I've done a few book reviews here before and offered various suggested readings for various era replays. I think it goes hand-in-hand. Those of us who spend months, years, doing replays, also read a lot. Sports history and biographies are probably some of the replayers' staple material.

While I finished “The Colonel and Hug,” which was a well-researched book (the details of the death of Huggins was rather short, though: “Huggins got sick. He died. New chapter.”), I thought about getting that 1927 season. I have another baseball book on deck to read next, though. “Big Data Baseball,” by Travis Sawchik, a “Moneyball” look at the 2013 Pittsburgh Pirates' first winning season in 20 years, may motivate me to grab that season's replay from APBA.

First, though, I need to finish the 1950 replay. Then it's on to 1991 and Tom Kelley's book.

Thursday, May 14, 2015

Two Doubleheaders: Sept. 4, 1950

When you reach Labor Day in an APBA baseball replay, you know the season is drawing to a close and each game takes on more importance. Teams only have about 20 to 25 games left to play and the pennant races are taking final shape.

If you make it this far in a replay, it's a landmark, a milestone and a motivation to continue on to see how the season turns out.

In my 1950 replay, the New York Yankees have all but captured the American League pennant. As of Sept. 4, 1950, the team is 9 games in front of Boston with a 93-40 record. Unless I see the biggest collapse in any replay I've ever done, the Yanks should soon be selling World Series tickets.

But the National League is a different story, and two doubleheaders on the 1950 Labor Day took on the big-game feel.

Brooklyn traveled to Boston for two while Philadelphia hosted the league-leading Giants.

When Sept. 4 began, here were how the four teams fared in the standings:

NY Giants 75-55
Boston 72-57
Brooklyn 71-58
Philadelphia 63-70

It's been a close race during the season. Boston led for much of the way, but the Giants, with Sal Maglie on the mound and Monte Irvin at bat, surged ahead in mid-August. The games had the pennant-race feel to them.

Brooklyn at Boston
Game 1 – Don Newcombe pitched the entire game for the Dodgers and Johnny Sain lasted eight innings for Boston before he gave up four runs. The teams were scoreless through five innings. Sain was perfect through the first three innings and only gave up a double to Duke Snider through five innings.

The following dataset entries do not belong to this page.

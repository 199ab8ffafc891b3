//! Viewer settings types.
//!
//! These map to the `planscope.yaml` file. Every field has a default, so an
//! empty file is a valid settings file.

use serde::{Deserialize, Serialize};
use std::path::PathBuf;

use crate::overview::BuildOptions;

/// Settings of a planscope run.
#[derive(Debug, Clone, Serialize, Deserialize, PartialEq, Eq)]
pub struct ViewerSettings {
    /// Name recorded in the asset manifest.
    #[serde(default = "default_name")]
    pub name: String,
    /// Plan document to render.
    #[serde(default)]
    pub plan_file: Option<PathBuf>,
    /// Directory the assets are written to.
    #[serde(default = "default_output_dir")]
    pub output_dir: PathBuf,
    /// Keep sensitive values instead of redacting them.
    #[serde(default)]
    pub show_sensitive: bool,
    /// Whether the configuration files are locally available, so that
    /// declaration positions can be trusted.
    #[serde(default = "default_config_available")]
    pub config_available: bool,
}

impl Default for ViewerSettings {
    fn default() -> Self {
        Self {
            name: default_name(),
            plan_file: None,
            output_dir: default_output_dir(),
            show_sensitive: false,
            config_available: default_config_available(),
        }
    }
}

impl ViewerSettings {
    /// Returns the builder options these settings select.
    #[must_use]
    pub const fn build_options(&self) -> BuildOptions {
        BuildOptions {
            show_sensitive: self.show_sensitive,
            config_available: self.config_available,
        }
    }
}

fn default_name() -> String {
    String::from("planscope")
}

fn default_output_dir() -> PathBuf {
    PathBuf::from("planscope-out")
}

const fn default_config_available() -> bool {
    true
}

#[cfg(test)]
mod tests {
    use super::*;

    #[test]
    fn test_empty_settings_use_defaults() {
        let settings: ViewerSettings = serde_yaml::from_str("{}").expect("valid settings");
        assert_eq!(settings, ViewerSettings::default());
        assert_eq!(settings.build_options(), BuildOptions::default());
    }

    #[test]
    fn test_build_options() {
        let settings = ViewerSettings {
            show_sensitive: true,
            config_available: false,
            ..ViewerSettings::default()
        };
        let options = settings.build_options();
        assert!(options.show_sensitive);
        assert!(!options.config_available);
    }
}
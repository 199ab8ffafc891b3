//! Error types for planscope.
//!
//! The builders themselves are best-effort and only fail on structurally
//! invalid input; everything else here belongs to the loading, settings and
//! output plumbing around them.

use std::path::PathBuf;
use thiserror::Error;

/// The main error type for planscope.
#[derive(Debug, Error)]
pub enum PlanscopeError {
    /// Plan document errors.
    #[error("Input error: {0}")]
    Input(#[from] InputError),

    /// Settings file errors.
    #[error("Settings error: {0}")]
    Settings(#[from] SettingsError),

    /// Errors while writing generated assets.
    #[error("Output error: {0}")]
    Output(#[from] OutputError),

    /// IO errors.
    #[error("IO error: {0}")]
    Io(#[from] std::io::Error),
}

/// Errors in the plan document handed to the pipeline.
#[derive(Debug, Error)]
pub enum InputError {
    /// The plan file was not found.
    #[error("Plan file not found: {path}")]
    FileNotFound {
        /// Path to the missing file.
        path: PathBuf,
    },

    /// The plan document could not be parsed.
    #[error("Failed to parse plan: {message}")]
    ParseError {
        /// Description of the parse error.
        message: String,
        /// Optional source location.
        location: Option<String>,
    },

    /// The plan carries no root configuration module.
    #[error("Plan document has no root configuration module")]
    MissingRootConfig,
}

/// Settings file errors.
#[derive(Debug, Error)]
pub enum SettingsError {
    /// The settings file was not found.
    #[error("Settings file not found: {path}")]
    FileNotFound {
        /// Path to the missing file.
        path: PathBuf,
    },

    /// The settings file could not be parsed.
    #[error("Failed to parse settings: {message}")]
    ParseError {
        /// Description of the parse error.
        message: String,
        /// Optional source location.
        location: Option<String>,
    },

    /// Validation failed.
    #[error("Settings validation failed: {message}")]
    ValidationError {
        /// Description of the validation error.
        message: String,
        /// Field that failed validation.
        field: Option<String>,
    },

    /// No plan file was given on the command line or in settings.
    #[error("No plan file given (use --plan or set plan_file in settings)")]
    MissingPlanFile,
}

/// Errors while serializing or writing assets.
#[derive(Debug, Error)]
pub enum OutputError {
    /// An asset could not be serialized.
    #[error("Failed to serialize {asset}: {message}")]
    Serialization {
        /// Name of the asset.
        asset: String,
        /// Description of the serialization error.
        message: String,
    },

    /// An asset could not be written.
    #[error("Failed to write {path}: {message}")]
    WriteFailed {
        /// Target path.
        path: PathBuf,
        /// Description of the failure.
        message: String,
    },
}

/// Result type alias for planscope operations.
pub type Result<T> = std::result::Result<T, PlanscopeError>;

impl PlanscopeError {
    /// Returns true if the error was caused by the input document rather
    /// than by the environment.
    #[must_use]
    pub const fn is_input_error(&self) -> bool {
        matches!(self, Self::Input(_))
    }
}

impl InputError {
    /// Creates a parse error for the given location.
    #[must_use]
    pub fn parse(message: impl Into<String>, location: Option<String>) -> Self {
        Self::ParseError {
            message: message.into(),
            location,
        }
    }
}

impl SettingsError {
    /// Creates a validation error for a specific field.
    #[must_use]
    pub fn validation(message: impl Into<String>, field: impl Into<String>) -> Self {
        Self::ValidationError {
            message: message.into(),
            field: Some(field.into()),
        }
    }
}

impl OutputError {
    /// Creates a serialization error for the named asset.
    #[must_use]
    pub fn serialization(asset: impl Into<String>, message: impl Into<String>) -> Self {
        Self::Serialization {
            asset: asset.into(),
            message: message.into(),
        }
    }
}

#[cfg(test)]
mod tests {
    use super::*;

    #[test]
    fn test_input_error_display() {
        let err = PlanscopeError::from(InputError::MissingRootConfig);
        assert!(err.is_input_error());
        assert_eq!(
            err.to_string(),
            "Input error: Plan document has no root configuration module"
        );
    }

    #[test]
    fn test_settings_validation_field() {
        let err = SettingsError::validation("Name cannot be empty", "name");
        match err {
            SettingsError::ValidationError { field, .. } => {
                assert_eq!(field.as_deref(), Some("name"));
            }
            other => panic!("unexpected error: {other}"),
        }
    }
}
//! Graph element types.
//!
//! Nodes and edges serialize in the renderer's element shape:
//! `{ "data": { ... }, "classes": "..." }`.

use serde::Serialize;

use crate::overview::{ChangeAction, ObjectKind};

use super::hash::GraphHasher;

/// Anything with a stable identity key.
pub trait Keyed {
    /// Returns the identity key.
    fn key(&self) -> &str;
}

/// A dependency graph.
#[derive(Debug, Clone, Default, PartialEq, Eq, Serialize)]
pub struct Graph {
    /// Nodes, in first-insertion order.
    pub nodes: Vec<GraphNode>,
    /// Edges, in first-insertion order.
    pub edges: Vec<GraphEdge>,
}

/// A graph node.
#[derive(Debug, Clone, PartialEq, Eq, Serialize)]
pub struct GraphNode {
    /// Node payload.
    pub data: NodeData,
    /// Renderer classes.
    pub classes: String,
}

/// Node payload.
#[derive(Debug, Clone, PartialEq, Eq, Serialize)]
pub struct NodeData {
    /// Unique node id.
    pub id: String,
    /// Display label.
    pub label: String,
    /// Kind of the node.
    #[serde(rename = "type")]
    pub kind: ObjectKind,
    /// Id of the enclosing node, empty for the root.
    #[serde(skip_serializing_if = "String::is_empty")]
    pub parent: String,
    /// Display color of the node's kind.
    #[serde(rename = "parentColor")]
    pub parent_color: &'static str,
    /// Planned change of a name node.
    #[serde(skip_serializing_if = "Option::is_none")]
    pub change: Option<ChangeAction>,
}

/// A graph edge.
#[derive(Debug, Clone, PartialEq, Eq, Serialize)]
pub struct GraphEdge {
    /// Edge payload.
    pub data: EdgeData,
    /// Renderer classes.
    pub classes: &'static str,
}

/// Edge payload.
#[derive(Debug, Clone, PartialEq, Eq, Serialize)]
pub struct EdgeData {
    /// `"{source}->{target}"`.
    pub id: String,
    /// Referencing node id.
    pub source: String,
    /// Referenced node id.
    pub target: String,
    /// `"{sourceColor} {targetColor}"`.
    pub gradient: String,
}

impl Graph {
    /// Returns the node with an id.
    #[must_use]
    pub fn node(&self, id: &str) -> Option<&GraphNode> {
        self.nodes.iter().find(|node| node.data.id == id)
    }

    /// Returns the edge with an id.
    #[must_use]
    pub fn edge(&self, id: &str) -> Option<&GraphEdge> {
        self.edges.iter().find(|edge| edge.data.id == id)
    }

    /// Computes a SHA-256 fingerprint of the graph, for comparing runs.
    #[must_use]
    pub fn fingerprint(&self) -> String {
        GraphHasher::new().hash_graph(self)
    }
}

impl GraphNode {
    /// Creates a node whose parent color is the color of its kind.
    #[must_use]
    pub fn new(
        id: impl Into<String>,
        label: impl Into<String>,
        kind: ObjectKind,
        parent: impl Into<String>,
        classes: impl Into<String>,
    ) -> Self {
        Self {
            data: NodeData {
                id: id.into(),
                label: label.into(),
                kind,
                parent: parent.into(),
                parent_color: kind.color(),
                change: None,
            },
            classes: classes.into(),
        }
    }

    /// Sets the planned change.
    #[must_use]
    pub const fn with_change(mut self, change: Option<ChangeAction>) -> Self {
        self.data.change = change;
        self
    }
}

impl GraphEdge {
    /// Creates an edge between two node ids.
    #[must_use]
    pub fn new(source: &str, target: &str, source_color: &str, target_color: &str) -> Self {
        Self {
            data: EdgeData {
                id: format!("{source}->{target}"),
                source: source.to_string(),
                target: target.to_string(),
                gradient: format!("{source_color} {target_color}"),
            },
            classes: "edge",
        }
    }
}

impl Keyed for GraphNode {
    fn key(&self) -> &str {
        &self.data.id
    }
}

impl Keyed for GraphEdge {
    fn key(&self) -> &str {
        &self.data.id
    }
}

#[cfg(test)]
mod tests {
    use super::*;
    use serde_json::json;

    #[test]
    fn test_node_shape() {
        let node = GraphNode::new("x", "x", ObjectKind::Resource, "main.tf", "resource-type");
        let value = serde_json::to_value(&node).expect("serializes");
        assert_eq!(
            value,
            json!({
                "data": {
                    "id": "x",
                    "label": "x",
                    "type": "resource",
                    "parent": "main.tf",
                    "parentColor": "lightgray"
                },
                "classes": "resource-type"
            })
        );
    }

    #[test]
    fn test_edge_shape() {
        let edge = GraphEdge::new("x.a[0]", "var.region", "lightgray", "#1d7ada");
        assert_eq!(edge.key(), "x.a[0]->var.region");
        assert_eq!(edge.data.gradient, "lightgray #1d7ada");
        assert_eq!(edge.classes, "edge");
    }
}
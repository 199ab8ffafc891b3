//! Object kinds and change actions shared by every projection.

use serde::{Deserialize, Serialize};

use crate::plan::{Action, ResourceMode};

/// Display color of variables.
pub const VARIABLE_COLOR: &str = "#1d7ada";
/// Display color of outputs.
pub const OUTPUT_COLOR: &str = "#ffc107";
/// Display color of data sources.
pub const DATA_COLOR: &str = "#dc477d";
/// Display color of modules.
pub const MODULE_COLOR: &str = "#8450ba";
/// Display color of local values.
pub const LOCAL_COLOR: &str = "black";
/// Display color of everything else.
pub const NEUTRAL_COLOR: &str = "lightgray";

/// Kind of a declared or realized object.
#[derive(Debug, Clone, Copy, PartialEq, Eq, Hash, Serialize, Deserialize)]
#[serde(rename_all = "lowercase")]
pub enum ObjectKind {
    /// A declaring file (map and graph only).
    File,
    /// A module, module call or module instance.
    Module,
    /// A managed resource.
    Resource,
    /// A data source.
    Data,
    /// An input variable.
    Variable,
    /// An output.
    Output,
    /// A local value.
    Local,
}

/// The change derived from a plan's action list.
#[derive(Debug, Clone, Copy, PartialEq, Eq, Hash, Serialize, Deserialize)]
#[serde(rename_all = "lowercase")]
pub enum ChangeAction {
    /// Nothing changes.
    #[serde(rename = "no-op")]
    NoOp,
    /// The object is created.
    Create,
    /// The data source is read.
    Read,
    /// The object is updated in place.
    Update,
    /// The object is destroyed.
    Delete,
    /// The object is destroyed and created again.
    Replace,
}

impl ObjectKind {
    /// Returns the fixed display color of this kind.
    #[must_use]
    pub const fn color(self) -> &'static str {
        match self {
            Self::Module => MODULE_COLOR,
            Self::Data => DATA_COLOR,
            Self::Output => OUTPUT_COLOR,
            Self::Variable => VARIABLE_COLOR,
            Self::Local => LOCAL_COLOR,
            Self::File | Self::Resource => NEUTRAL_COLOR,
        }
    }

    /// Returns the renderer class of a grouping node of this kind.
    #[must_use]
    pub const fn class(self) -> &'static str {
        match self {
            Self::Data => "data-type",
            Self::Output => "output",
            Self::Variable => "variable",
            Self::File => "fname",
            Self::Local => "locals",
            Self::Module => "module",
            Self::Resource => "resource-type",
        }
    }

    /// Returns the lowercase name of the kind.
    #[must_use]
    pub const fn as_str(self) -> &'static str {
        match self {
            Self::File => "file",
            Self::Module => "module",
            Self::Resource => "resource",
            Self::Data => "data",
            Self::Variable => "variable",
            Self::Output => "output",
            Self::Local => "local",
        }
    }
}

impl From<ResourceMode> for ObjectKind {
    fn from(mode: ResourceMode) -> Self {
        match mode {
            ResourceMode::Managed => Self::Resource,
            ResourceMode::Data => Self::Data,
        }
    }
}

impl ChangeAction {
    /// Reduces an action list to a single change action.
    ///
    /// One action maps to itself, several actions denote a replace, and an
    /// empty list means no change was recorded.
    #[must_use]
    pub fn from_actions(actions: &[Action]) -> Option<Self> {
        match actions {
            [] => None,
            [single] => Some(Self::from(*single)),
            _ => Some(Self::Replace),
        }
    }

    /// Returns the action name.
    #[must_use]
    pub const fn as_str(self) -> &'static str {
        match self {
            Self::NoOp => "no-op",
            Self::Create => "create",
            Self::Read => "read",
            Self::Update => "update",
            Self::Delete => "delete",
            Self::Replace => "replace",
        }
    }
}

impl From<Action> for ChangeAction {
    fn from(action: Action) -> Self {
        match action {
            Action::NoOp => Self::NoOp,
            Action::Create => Self::Create,
            Action::Read => Self::Read,
            Action::Update => Self::Update,
            Action::Delete => Self::Delete,
        }
    }
}

impl std::fmt::Display for ObjectKind {
    fn fmt(&self, f: &mut std::fmt::Formatter<'_>) -> std::fmt::Result {
        f.write_str(self.as_str())
    }
}

impl std::fmt::Display for ChangeAction {
    fn fmt(&self, f: &mut std::fmt::Formatter<'_>) -> std::fmt::Result {
        f.write_str(self.as_str())
    }
}

#[cfg(test)]
mod tests {
    use super::*;

    #[test]
    fn test_single_action() {
        assert_eq!(
            ChangeAction::from_actions(&[Action::Create]),
            Some(ChangeAction::Create)
        );
        assert_eq!(
            ChangeAction::from_actions(&[Action::NoOp]),
            Some(ChangeAction::NoOp)
        );
    }

    #[test]
    fn test_multiple_actions_replace() {
        assert_eq!(
            ChangeAction::from_actions(&[Action::Delete, Action::Create]),
            Some(ChangeAction::Replace)
        );
        assert_eq!(
            ChangeAction::from_actions(&[Action::Create, Action::Delete]),
            Some(ChangeAction::Replace)
        );
    }

    #[test]
    fn test_no_actions() {
        assert_eq!(ChangeAction::from_actions(&[]), None);
    }

    #[test]
    fn test_serialized_names() {
        assert_eq!(
            serde_json::to_string(&ChangeAction::NoOp).expect("serializes"),
            "\"no-op\""
        );
        assert_eq!(
            serde_json::to_string(&ObjectKind::Variable).expect("serializes"),
            "\"variable\""
        );
    }

    #[test]
    fn test_colors() {
        assert_eq!(ObjectKind::Module.color(), "#8450ba");
        assert_eq!(ObjectKind::Resource.color(), "lightgray");
        assert_eq!(ObjectKind::from(ResourceMode::Data), ObjectKind::Data);
    }
}
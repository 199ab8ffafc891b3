//! Settings for planscope runs.
//!
//! This module handles:
//! - Parsing `planscope.yaml`
//! - Environment and `.env` overrides
//! - Validation of settings values

mod parser;
mod spec;
mod validator;

pub use parser::{
    DEFAULT_SETTINGS_FILES, ENV_NAME, ENV_OUTPUT_DIR, ENV_PLAN_FILE, ENV_SHOW_SENSITIVE,
    SettingsParser, find_settings_file,
};
pub use spec::ViewerSettings;
pub use validator::{SettingsValidator, ValidationError, ValidationResult};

But in the sixth, Brooklyn scored two and then added four more runs on singles and sacrifice flies. It wasn't an impressive slugfest for the Bums, but they took the victory, 6-0. Newcome earned his 20th victory of the season.

Game 2 – Gil Hodges slammed a home run in the second, giving the Dodgers a 2-0 lead that held through eight and two-third innings. Preacher Roe gave up only four hits, but Warren Spahn hurled a masterpiece of his own, giving up five hits while on the mound.

The Dodgers were hoping for a second shutout, but with two outs in the bottom of the ninth, Earl Torgeson slapped a single and Bob Elliott, the Braves' third baseman who had gone 0 for 7 in the two games up to that point, launched his own homer into the Braves Field bleachers. The game headed into extra innings knotted at 2 apiece.

In the tenth inning, Tommy Brown hit a Bobby Hogue pitch into the stands and the Bums led, 4-2. Dan Bankhead picked up his 10th save and the Dodgers swept Boston. Now they had to see how the Giants would do.

New York Giants at Philadelphia
Game 1 – As the first NASCAR race began in Darlington, S.C., on Sept. 4, 1950, the Phillies were taking the field in Shibe Park some 550 miles to the north. New York took a quick 2-0 lead after the Giant's half of the first, but Philadelphia battled back, scoring lone runs in the second and fourth innings, both on sacrifice flies by Mike Golait. But Monte Irvin drove in two runs in the fifth inning for the Giants and New York held on to win, 6-4.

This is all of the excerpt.